Provided data

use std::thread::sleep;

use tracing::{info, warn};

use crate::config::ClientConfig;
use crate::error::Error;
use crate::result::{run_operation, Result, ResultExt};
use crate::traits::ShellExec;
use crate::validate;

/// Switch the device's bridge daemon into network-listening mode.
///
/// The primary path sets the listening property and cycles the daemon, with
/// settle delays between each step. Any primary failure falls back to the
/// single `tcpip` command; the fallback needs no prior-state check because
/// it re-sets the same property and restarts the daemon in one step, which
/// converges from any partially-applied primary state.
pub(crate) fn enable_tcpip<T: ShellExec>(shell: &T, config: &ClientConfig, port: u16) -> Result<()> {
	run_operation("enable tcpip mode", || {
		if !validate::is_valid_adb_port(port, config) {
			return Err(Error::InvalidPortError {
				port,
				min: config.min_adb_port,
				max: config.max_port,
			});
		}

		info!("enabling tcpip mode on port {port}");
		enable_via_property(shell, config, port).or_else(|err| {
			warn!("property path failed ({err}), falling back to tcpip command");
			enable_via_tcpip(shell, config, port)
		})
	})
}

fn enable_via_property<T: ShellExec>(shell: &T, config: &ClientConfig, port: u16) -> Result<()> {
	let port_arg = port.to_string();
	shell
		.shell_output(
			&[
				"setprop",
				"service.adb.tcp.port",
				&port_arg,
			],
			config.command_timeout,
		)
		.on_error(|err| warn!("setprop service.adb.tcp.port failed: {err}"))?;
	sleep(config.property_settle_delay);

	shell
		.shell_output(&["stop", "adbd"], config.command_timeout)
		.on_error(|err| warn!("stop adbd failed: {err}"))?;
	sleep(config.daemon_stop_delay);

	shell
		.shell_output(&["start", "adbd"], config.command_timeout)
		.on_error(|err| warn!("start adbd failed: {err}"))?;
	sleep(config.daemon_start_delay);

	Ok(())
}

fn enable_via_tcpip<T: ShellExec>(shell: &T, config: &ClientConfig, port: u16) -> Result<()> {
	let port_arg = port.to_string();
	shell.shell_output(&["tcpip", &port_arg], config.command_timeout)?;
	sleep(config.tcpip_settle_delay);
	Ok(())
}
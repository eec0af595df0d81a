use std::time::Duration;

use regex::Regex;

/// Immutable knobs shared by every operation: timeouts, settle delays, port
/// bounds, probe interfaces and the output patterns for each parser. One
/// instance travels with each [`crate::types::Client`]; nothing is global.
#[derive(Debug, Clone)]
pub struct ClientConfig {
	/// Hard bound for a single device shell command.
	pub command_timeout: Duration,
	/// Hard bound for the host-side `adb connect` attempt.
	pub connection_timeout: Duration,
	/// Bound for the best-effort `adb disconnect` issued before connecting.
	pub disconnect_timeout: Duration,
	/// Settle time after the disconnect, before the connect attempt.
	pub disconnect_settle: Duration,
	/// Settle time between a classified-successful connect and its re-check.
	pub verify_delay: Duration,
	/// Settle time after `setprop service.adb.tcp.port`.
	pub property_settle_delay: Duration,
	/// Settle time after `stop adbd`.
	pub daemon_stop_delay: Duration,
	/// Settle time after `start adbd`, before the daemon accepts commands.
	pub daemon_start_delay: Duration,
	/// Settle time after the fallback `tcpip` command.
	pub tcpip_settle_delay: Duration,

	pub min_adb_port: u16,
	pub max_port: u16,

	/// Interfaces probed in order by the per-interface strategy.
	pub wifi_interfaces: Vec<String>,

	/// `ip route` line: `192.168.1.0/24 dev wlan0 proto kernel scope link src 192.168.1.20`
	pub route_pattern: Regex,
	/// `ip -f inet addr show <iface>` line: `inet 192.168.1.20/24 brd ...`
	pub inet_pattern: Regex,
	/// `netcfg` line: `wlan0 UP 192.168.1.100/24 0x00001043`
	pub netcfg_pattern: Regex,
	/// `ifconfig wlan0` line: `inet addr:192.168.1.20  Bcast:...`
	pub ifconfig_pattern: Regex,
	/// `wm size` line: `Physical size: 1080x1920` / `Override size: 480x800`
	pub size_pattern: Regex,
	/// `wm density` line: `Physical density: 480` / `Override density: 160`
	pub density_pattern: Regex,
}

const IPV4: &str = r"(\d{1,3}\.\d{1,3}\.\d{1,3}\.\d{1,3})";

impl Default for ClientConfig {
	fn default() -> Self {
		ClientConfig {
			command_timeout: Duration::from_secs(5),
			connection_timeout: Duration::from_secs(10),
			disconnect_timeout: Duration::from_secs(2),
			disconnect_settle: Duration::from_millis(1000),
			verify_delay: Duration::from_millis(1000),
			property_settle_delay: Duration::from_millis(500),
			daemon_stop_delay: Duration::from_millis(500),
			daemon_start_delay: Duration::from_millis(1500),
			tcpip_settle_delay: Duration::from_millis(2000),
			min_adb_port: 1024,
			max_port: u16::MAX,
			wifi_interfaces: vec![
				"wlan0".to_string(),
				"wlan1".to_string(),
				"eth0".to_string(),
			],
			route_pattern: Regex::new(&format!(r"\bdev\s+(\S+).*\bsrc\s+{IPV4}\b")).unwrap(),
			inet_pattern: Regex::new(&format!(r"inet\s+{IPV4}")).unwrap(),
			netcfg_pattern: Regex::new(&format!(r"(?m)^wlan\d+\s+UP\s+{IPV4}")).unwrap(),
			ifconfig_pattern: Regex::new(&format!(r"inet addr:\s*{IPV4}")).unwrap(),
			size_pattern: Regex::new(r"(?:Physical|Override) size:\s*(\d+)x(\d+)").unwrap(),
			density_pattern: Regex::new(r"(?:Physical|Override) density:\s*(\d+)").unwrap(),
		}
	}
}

Try it
Transcribe the records in full, so that each line reads exactly as before.

Result for this exercise
use std::thread::sleep;

use tracing::{info, warn};

use crate::config::ClientConfig;
use crate::error::Error;
use crate::result::{run_operation, Result, ResultExt};
use crate::traits::ShellExec;
use crate::validate;

/// Switch the device's bridge daemon into network-listening mode.
///
/// The primary path sets the listening property and cycles the daemon, with
/// settle delays between each step. Any primary failure falls back to the
/// single `tcpip` command; the fallback needs no prior-state check because
/// it re-sets the same property and restarts the daemon in one step, which
/// converges from any partially-applied primary state.
pub(crate) fn enable_tcpip<T: ShellExec>(shell: &T, config: &ClientConfig, port: u16) -> Result<()> {
	run_operation("enable tcpip mode", || {
		if !validate::is_valid_adb_port(port, config) {
			return Err(Error::InvalidPortError {
				port,
				min: config.min_adb_port,
				max: config.max_port,
			});
		}

		info!("enabling tcpip mode on port {port}");
		enable_via_property(shell, config, port).or_else(|err| {
			warn!("property path failed ({err}), falling back to tcpip command");
			enable_via_tcpip(shell, config, port)
		})
	})
}

fn enable_via_property<T: ShellExec>(shell: &T, config: &ClientConfig, port: u16) -> Result<()> {
	let port_arg = port.to_string();
	shell
		.shell_output(
			&[
				"setprop",
				"service.adb.tcp.port",
				&port_arg,
			],
			config.command_timeout,
		)
		.on_error(|err| warn!("setprop service.adb.tcp.port failed: {err}"))?;
	sleep(config.property_settle_delay);

	shell
		.shell_output(&["stop", "adbd"], config.command_timeout)
		.on_error(|err| warn!("stop adbd failed: {err}"))?;
	sleep(config.daemon_stop_delay);

	shell
		.shell_output(&["start", "adbd"], config.command_timeout)
		.on_error(|err| warn!("start adbd failed: {err}"))?;
	sleep(config.daemon_start_delay);

	Ok(())
}

fn enable_via_tcpip<T: ShellExec>(shell: &T, config: &ClientConfig, port: u16) -> Result<()> {
	let port_arg = port.to_string();
	shell.shell_output(&["tcpip", &port_arg], config.command_timeout)?;
	sleep(config.tcpip_settle_delay);
	Ok(())
}
repository eec0af595df0d81a
use std::time::Duration;

use regex::Regex;

/// Immutable knobs shared by every operation: timeouts, settle delays, port
/// bounds, probe interfaces and the output patterns for each parser. One
/// instance travels with each [`crate::types::Client`]; nothing is global.
#[derive(Debug, Clone)]
pub struct ClientConfig {
	/// Hard bound for a single device shell command.
	pub command_timeout: Duration,
	/// Hard bound for the host-side `adb connect` attempt.
	pub connection_timeout: Duration,
	/// Bound for the best-effort `adb disconnect` issued before connecting.
	pub disconnect_timeout: Duration,
	/// Settle time after the disconnect, before the connect attempt.
	pub disconnect_settle: Duration,
	/// Settle time between a classified-successful connect and its re-check.
	pub verify_delay: Duration,
	/// Settle time after `setprop service.adb.tcp.port`.
	pub property_settle_delay: Duration,
	/// Settle time after `stop adbd`.
	pub daemon_stop_delay: Duration,
	/// Settle time after `start adbd`, before the daemon accepts commands.
	pub daemon_start_delay: Duration,
	/// Settle time after the fallback `tcpip` command.
	pub tcpip_settle_delay: Duration,

	pub min_adb_port: u16,
	pub max_port: u16,

	/// Interfaces probed in order by the per-interface strategy.
	pub wifi_interfaces: Vec<String>,

	/// `ip route` line: `192.168.1.0/24 dev wlan0 proto kernel scope link src 192.168.1.20`
	pub route_pattern: Regex,
	/// `ip -f inet addr show <iface>` line: `inet 192.168.1.20/24 brd ...`
	pub inet_pattern: Regex,
	/// `netcfg` line: `wlan0 UP 192.168.1.100/24 0x00001043`
	pub netcfg_pattern: Regex,
	/// `ifconfig wlan0` line: `inet addr:192.168.1.20  Bcast:...`
	pub ifconfig_pattern: Regex,
	/// `wm size` line: `Physical size: 1080x1920` / `Override size: 480x800`
	pub size_pattern: Regex,
	/// `wm density` line: `Physical density: 480` / `Override density: 160`
	pub density_pattern: Regex,
}

const IPV4: &str = r"(\d{1,3}\.\d{1,3}\.\d{1,3}\.\d{1,3})";

impl Default for ClientConfig {
	fn default() -> Self {
		ClientConfig {
			command_timeout: Duration::from_secs(5),
			connection_timeout: Duration::from_secs(10),
			disconnect_timeout: Duration::from_secs(2),
			disconnect_settle: Duration::from_millis(1000),
			verify_delay: Duration::from_millis(1000),
			property_settle_delay: Duration::from_millis(500),
			daemon_stop_delay: Duration::from_millis(500),
			daemon_start_delay: Duration::from_millis(1500),
			tcpip_settle_delay: Duration::from_millis(2000),
			min_adb_port: 1024,
			max_port: u16::MAX,
			wifi_interfaces: vec![
				"wlan0".to_string(),
				"wlan1".to_string(),
				"eth0".to_string(),
			],
			route_pattern: Regex::new(&format!(r"\bdev\s+(\S+).*\bsrc\s+{IPV4}\b")).unwrap(),
			inet_pattern: Regex::new(&format!(r"inet\s+{IPV4}")).unwrap(),
			netcfg_pattern: Regex::new(&format!(r"(?m)^wlan\d+\s+UP\s+{IPV4}")).unwrap(),
			ifconfig_pattern: Regex::new(&format!(r"inet addr:\s*{IPV4}")).unwrap(),
			size_pattern: Regex::new(r"(?:Physical|Override) size:\s*(\d+)x(\d+)").unwrap(),
			density_pattern: Regex::new(r"(?:Physical|Override) density:\s*(\d+)").unwrap(),
		}
	}
}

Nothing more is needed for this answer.